Extracted material:

use std::collections::HashSet;
use std::path::Path;

use crate::error::{ContactsError, ContactsResult};
use crate::model::{Contact, ContactId, Field, IdSource};

/// Header line written on export and skipped on import.
pub const HEADER: &str = "ID,FIRST_NAME,LAST_NAME,PHONE_NUMBER,EMAIL,COMPANY,TITLE,RELATIONSHIP";

/// Data line without an ID column.
const SHORT_ROW: usize = 7;
/// Data line with the ID in the first column.
const FULL_ROW: usize = 8;

/// Column names in file order, `ID` first.
pub fn header_columns() -> Vec<&'static str> {
    std::iter::once("ID")
        .chain(Field::ALL.iter().map(|f| f.column_name()))
        .collect()
}

/// A line dropped because it had the wrong number of fields.
#[derive(Debug, Clone, PartialEq, Eq)]
pub struct RejectedLine {
    /// 1-based.
    pub line_number: usize,
    pub field_count: usize,
}

#[derive(Debug, Default)]
pub struct ImportReport {
    pub contacts: Vec<Contact>,
    pub rejected: Vec<RejectedLine>,
    pub lines_read: usize,
    /// Lines identical to an earlier line, ID column included.
    pub duplicates_dropped: usize,
    /// 1-based numbers of rows without an ID that were dropped because no
    /// free ID was left to give them.
    pub unassigned: Vec<usize>,
}

/// Splits one comma-delimited line into fields. Quoted fields may contain
/// commas. An empty line has no fields.
pub fn parse_line(line: &str) -> ContactsResult<Vec<String>> {
    let mut reader = csv::ReaderBuilder::new()
        .has_headers(false)
        .flexible(true)
        .from_reader(line.as_bytes());

    match reader.records().next() {
        Some(record) => Ok(record?.iter().map(str::to_string).collect()),
        None => Ok(Vec::new()),
    }
}

/// Two raw lines are the same import row only if every field matches
/// exactly, ID included. This is the equality the import's dedup set uses.
/// Compare [`Contact::is_semantic_duplicate`], which ignores the ID.
pub fn is_structurally_identical_line(a: &[String], b: &[String]) -> bool {
    a == b
}

/// Turns raw lines into contacts.
///
/// Lines with the wrong field count are reported and skipped, exact repeats
/// are dropped, and rows without an ID get one that collides neither with
/// an ID given anywhere in the batch nor with one generated earlier in it.
/// A row that cannot get an ID because the ID space is full is listed in
/// `unassigned`; the rest of the batch is still imported.
/// Field values are not validated here; see `contact_ops::admit_import`.
pub fn import_lines<I, S>(
    lines: I,
    ids: &mut dyn IdSource,
    max_attempts: usize,
) -> ContactsResult<ImportReport>
where
    I: IntoIterator<Item = S>,
    S: AsRef<str>,
{
    let mut report = ImportReport::default();
    let mut in_use: HashSet<ContactId> = HashSet::new();
    let mut seen: HashSet<Vec<String>> = HashSet::new();
    let mut rows: Vec<(usize, Vec<String>)> = Vec::new();

    for (index, line) in lines.into_iter().enumerate() {
        let line = line.as_ref();
        let line_number = index + 1;
        report.lines_read += 1;

        if line == HEADER {
            continue;
        }

        let fields = parse_line(line)?;
        match fields.len() {
            SHORT_ROW => {}
            FULL_ROW => {
                in_use.insert(ContactId::from_raw(&fields[0]));
            }
            field_count => {
                tracing::warn!(
                    line = line_number,
                    fields = field_count,
                    "invalid number of fields, line not imported"
                );
                report.rejected.push(RejectedLine {
                    line_number,
                    field_count,
                });
                continue;
            }
        }

        if seen.insert(fields.clone()) {
            rows.push((line_number, fields));
        } else {
            report.duplicates_dropped += 1;
        }
    }

    for (line_number, fields) in rows {
        let contact = if fields.len() == SHORT_ROW {
            let id = match ContactId::generate(ids, &in_use, max_attempts) {
                Ok(id) => id,
                Err(ContactsError::IdSpaceExhausted { max }) => {
                    tracing::warn!(
                        line = line_number,
                        max,
                        "no free contact id, line not imported"
                    );
                    report.unassigned.push(line_number);
                    continue;
                }
                Err(e) => return Err(e),
            };
            in_use.insert(id.clone());
            Contact::from_values(id.as_str(), fields.as_slice())
        } else {
            Contact::from_values(&fields[0], &fields[1..])
        };
        report.contacts.push(contact);
    }

    tracing::info!(
        lines = report.lines_read,
        contacts = report.contacts.len(),
        rejected = report.rejected.len(),
        duplicates = report.duplicates_dropped,
        unassigned = report.unassigned.len(),
        "import parsed"
    );
    Ok(report)
}

/// Reads a `.txt` or `.csv` file and runs [`import_lines`] over it.
pub fn import_file(
    path: &Path,
    ids: &mut dyn IdSource,
    max_attempts: usize,
) -> ContactsResult<ImportReport> {
    if !has_supported_extension(path) {
        return Err(ContactsError::UnsupportedFile {
            path: path.display().to_string(),
        });
    }

    let content = std::fs::read_to_string(path)?;
    let report = import_lines(content.lines(), ids, max_attempts)?;
    tracing::info!("Read {} lines in file: {}", report.lines_read, path.display());
    Ok(report)
}

fn has_supported_extension(path: &Path) -> bool {
    path.extension()
        .and_then(|ext| ext.to_str())
        .map(|ext| ext.eq_ignore_ascii_case("txt") || ext.eq_ignore_ascii_case("csv"))
        .unwrap_or(false)
}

What the task asks:
Which lines above contain the word "const"? Copy all of them.

Response to the exercise:
pub const HEADER: &str = "ID,FIRST_NAME,LAST_NAME,PHONE_NUMBER,EMAIL,COMPANY,TITLE,RELATIONSHIP";
const SHORT_ROW: usize = 7;
const FULL_ROW: usize = 8;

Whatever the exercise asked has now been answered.